April 18, 2012

Chess and Statistics Part 1

I've wanted to talk about this for a long time, but I never really found myself the time, and when I did, I always ended up procrastinating and doing something else.

Nevertheless, I start simply by refuting a claim about the Elo rating system which many people already know to be false:

"A person's rating does not mean anything"

I can only say that anybody who finds the nerve to say something like this either:

1. has no understanding of the Elo rating system, or
2. has no understanding of statistics
(or both)

Some may recognise a version of that phrase being said by Raymond some time ago, but it is not limited to him, and he is definitely not the sole target of what is about to follow (I have better things to do!).

It is indeed unfortunate that I have also heard this nonsensical statement (or some less dire version of it) from chess players who I know and respect (though definitely not within the mathematical branch of statistics!), and I hope that by the end of this article, if you do read it, you find that a person's rating does indeed tell you a lot about the player.
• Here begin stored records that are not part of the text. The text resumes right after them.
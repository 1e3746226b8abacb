use serde::Deserialize;

/// Main configuration structure for Doc-Harvest
///
/// Every section falls back to its defaults, so an empty file (or no file at
/// all) configures a crawl of the Doctor of Credit archive.
#[derive(Debug, Clone, Default, Deserialize)]
pub struct Config {
    #[serde(default)]
    pub crawler: CrawlerConfig,
    #[serde(default)]
    pub selectors: SelectorConfig,
    #[serde(default)]
    pub annotation: AnnotationConfig,
    #[serde(default)]
    pub output: OutputConfig,
}

/// Crawler behavior configuration
#[derive(Debug, Clone, Deserialize)]
#[serde(default)]
pub struct CrawlerConfig {
    /// First listing page to visit
    #[serde(rename = "start-url")]
    pub start_url: String,

    /// Hosts listing pages may be fetched from (exact or "*.example.com")
    #[serde(rename = "allowed-domains")]
    pub allowed_domains: Vec<String>,

    /// User agent sent with every request
    #[serde(rename = "user-agent")]
    pub user_agent: String,

    /// Fixed delay between page requests (milliseconds)
    #[serde(rename = "delay-ms")]
    pub delay_ms: u64,

    /// Upper bound of the random extra delay between page requests (milliseconds)
    #[serde(rename = "random-delay-ms")]
    pub random_delay_ms: u64,
}

impl Default for CrawlerConfig {
    fn default() -> Self {
        Self {
            start_url: "https://doctorofcredit.com/".to_string(),
            allowed_domains: vec![
                "doctorofcredit.com".to_string(),
                "www.doctorofcredit.com".to_string(),
            ],
            user_agent: "Mozilla/5.0 (Windows NT 10.0; Win64; x64) AppleWebKit/537.36 (KHTML, like Gecko) Chrome/58.0.3029.110 Safari/537.3".to_string(),
            delay_ms: 0,
            random_delay_ms: 600,
        }
    }
}

/// CSS selectors describing the listing-page markup
#[derive(Debug, Clone, Deserialize)]
#[serde(default)]
pub struct SelectorConfig {
    /// One match per article block
    pub article: String,

    /// Pagination link to the next (older) listing page
    #[serde(rename = "next-page")]
    pub next_page: String,

    /// Title anchor inside an article block (text and href)
    pub title: String,

    /// Thumbnail image inside an article block (src)
    pub image: String,

    pub date: String,
    pub author: String,
    pub category: String,

    /// Comment-count label, e.g. "1,890 Comments"
    pub comments: String,
}

impl Default for SelectorConfig {
    fn default() -> Self {
        Self {
            article: ".vce-loop-wrap article".to_string(),
            next_page: "#vce-pagination .next".to_string(),
            title: ".entry-header .entry-title a".to_string(),
            image: ".meta-image a img".to_string(),
            date: ".entry-header .entry-meta .date .updated".to_string(),
            author: ".entry-header .entry-meta .author .author .fn a".to_string(),
            category: ".entry-header .entry-meta .meta-category".to_string(),
            comments: ".entry-header .entry-meta .comments a".to_string(),
        }
    }
}

/// Title overlay configuration
#[derive(Debug, Clone, Deserialize)]
#[serde(default)]
pub struct AnnotationConfig {
    /// TrueType font used for the overlay
    #[serde(rename = "font-path")]
    pub font_path: String,

    /// Font size in pixels
    #[serde(rename = "font-size")]
    pub font_size: f32,

    /// Left edge of the text
    #[serde(rename = "text-x")]
    pub text_x: f32,

    /// Baseline of the first line
    #[serde(rename = "text-y")]
    pub text_y: f32,

    #[serde(rename = "max-chars-per-line")]
    pub max_chars_per_line: usize,

    /// Extra space between lines, added to the font size
    #[serde(rename = "line-spacing")]
    pub line_spacing: f32,

    /// Text color as [r, g, b]
    pub color: [u8; 3],
}

impl Default for AnnotationConfig {
    fn default() -> Self {
        Self {
            font_path: "./fonts/DejaVuSans.ttf".to_string(),
            font_size: 10.0,
            text_x: 4.0,
            text_y: 20.0,
            max_chars_per_line: 30,
            line_spacing: 5.0,
            color: [204, 204, 115],
        }
    }
}

/// Output configuration
#[derive(Debug, Clone, Deserialize)]
#[serde(default)]
pub struct OutputConfig {
    /// Directory for original and annotated thumbnails, recreated every run
    #[serde(rename = "images-dir")]
    pub images_dir: String,

    /// Path of the JSON snapshot
    #[serde(rename = "json-path")]
    pub json_path: String,

    /// Path to the SQLite database file
    #[serde(rename = "database-path")]
    pub database_path: String,
}

impl Default for OutputConfig {
    fn default() -> Self {
        Self {
            images_dir: "docImages".to_string(),
            json_path: "articles.json".to_string(),
            database_path: "docarticles.db".to_string(),
        }
    }
}
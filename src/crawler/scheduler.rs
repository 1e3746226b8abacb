//! Scheduler for managing the crawl frontier and request pacing
//!
//! This module handles:
//! - FIFO frontier of listing pages still to visit
//! - Allowed-domain filtering
//! - Suppressing URLs already visited in this run
//! - A fixed plus random delay between page requests

use crate::config::CrawlerConfig;
use crate::url::DomainAllowList;
use rand::Rng;
use std::collections::{HashSet, VecDeque};
use std::time::{Duration, Instant};
use url::Url;

/// Why the scheduler refused a URL
#[derive(Debug, Clone, PartialEq, Eq, thiserror::Error)]
pub enum ScheduleRejection {
    #[error("{0} is outside the allowed domains")]
    ForbiddenDomain(String),

    #[error("{0} was already visited")]
    AlreadyVisited(String),

    #[error("{0} does not use http or https")]
    UnsupportedScheme(String),
}

/// Scheduler manages the frontier queue and request pacing
///
/// Only one request is ever in flight: the coordinator awaits each page
/// before asking for the next URL.
pub struct Scheduler {
    /// URLs waiting to be fetched, in discovery order
    frontier: VecDeque<Url>,

    /// Every URL accepted into the frontier this run
    visited: HashSet<String>,

    allow_list: DomainAllowList,

    /// Fixed part of the inter-request delay
    delay: Duration,

    /// Upper bound (exclusive) of the random extra delay
    random_delay: Duration,

    /// When the previous URL was handed out
    last_request: Option<Instant>,
}

impl Scheduler {
    /// Creates a new scheduler
    ///
    /// # Arguments
    ///
    /// * `config` - The crawler configuration (domains and delays)
    pub fn new(config: &CrawlerConfig) -> Self {
        Self {
            frontier: VecDeque::new(),
            visited: HashSet::new(),
            allow_list: DomainAllowList::new(&config.allowed_domains),
            delay: Duration::from_millis(config.delay_ms),
            random_delay: Duration::from_millis(config.random_delay_ms),
            last_request: None,
        }
    }

    /// Adds a URL to the frontier
    ///
    /// # Returns
    ///
    /// * `Ok(())` - The URL will be visited
    /// * `Err(ScheduleRejection)` - The URL is not allowed or was seen before
    pub fn enqueue(&mut self, url: Url) -> Result<(), ScheduleRejection> {
        if url.scheme() != "http" && url.scheme() != "https" {
            return Err(ScheduleRejection::UnsupportedScheme(url.to_string()));
        }

        if !self.allow_list.permits(&url) {
            return Err(ScheduleRejection::ForbiddenDomain(url.to_string()));
        }

        let key = visit_key(&url);
        if !self.visited.insert(key) {
            return Err(ScheduleRejection::AlreadyVisited(url.to_string()));
        }

        tracing::debug!("Queued {}", url);
        self.frontier.push_back(url);
        Ok(())
    }

    /// Gets the next URL to fetch
    ///
    /// Waits until the configured delay since the previous request has
    /// elapsed. The first request of a run is not delayed.
    ///
    /// # Returns
    ///
    /// * `Some(Url)` - A URL that's ready to fetch
    /// * `None` - The frontier is empty
    pub async fn next_url(&mut self) -> Option<Url> {
        let url = self.frontier.pop_front()?;

        if let Some(last) = self.last_request {
            let wait = self.pick_delay();
            let ready_at = last + wait;
            let now = Instant::now();
            if ready_at > now {
                tracing::trace!("Waiting {:?} before {}", ready_at - now, url);
                tokio::time::sleep(ready_at - now).await;
            }
        }

        self.last_request = Some(Instant::now());
        Some(url)
    }

    /// Fixed delay plus a uniformly random share of the random delay
    fn pick_delay(&self) -> Duration {
        let max_jitter = self.random_delay.as_millis() as u64;
        let jitter = if max_jitter == 0 {
            0
        } else {
            rand::rng().random_range(0..max_jitter)
        };

        self.delay + Duration::from_millis(jitter)
    }

    /// Returns the number of URLs in the frontier
    pub fn frontier_size(&self) -> usize {
        self.frontier.len()
    }

    /// Returns whether the frontier is empty
    pub fn is_empty(&self) -> bool {
        self.frontier.is_empty()
    }

    /// Number of distinct URLs accepted this run
    pub fn visited_count(&self) -> usize {
        self.visited.len()
    }
}

/// Fragments never change which page is served
fn visit_key(url: &Url) -> String {
    let mut key = url.clone();
    key.set_fragment(None);
    key.to_string()
}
To some, it seems incredibly trivial that this statement is clearly incorrect; but if one puts too much thought into it, it does indeed get confusing. Take the famous case of one person who Garry Kasparov, the highest rated player in the world, has a minus score against: Boris Gulko, who, in terms of rating, is relatively much weaker than Kasparov. The rating system is in jeopardy! Suddenly things are not so clear: we have to closely examine the workings of the Elo rating system.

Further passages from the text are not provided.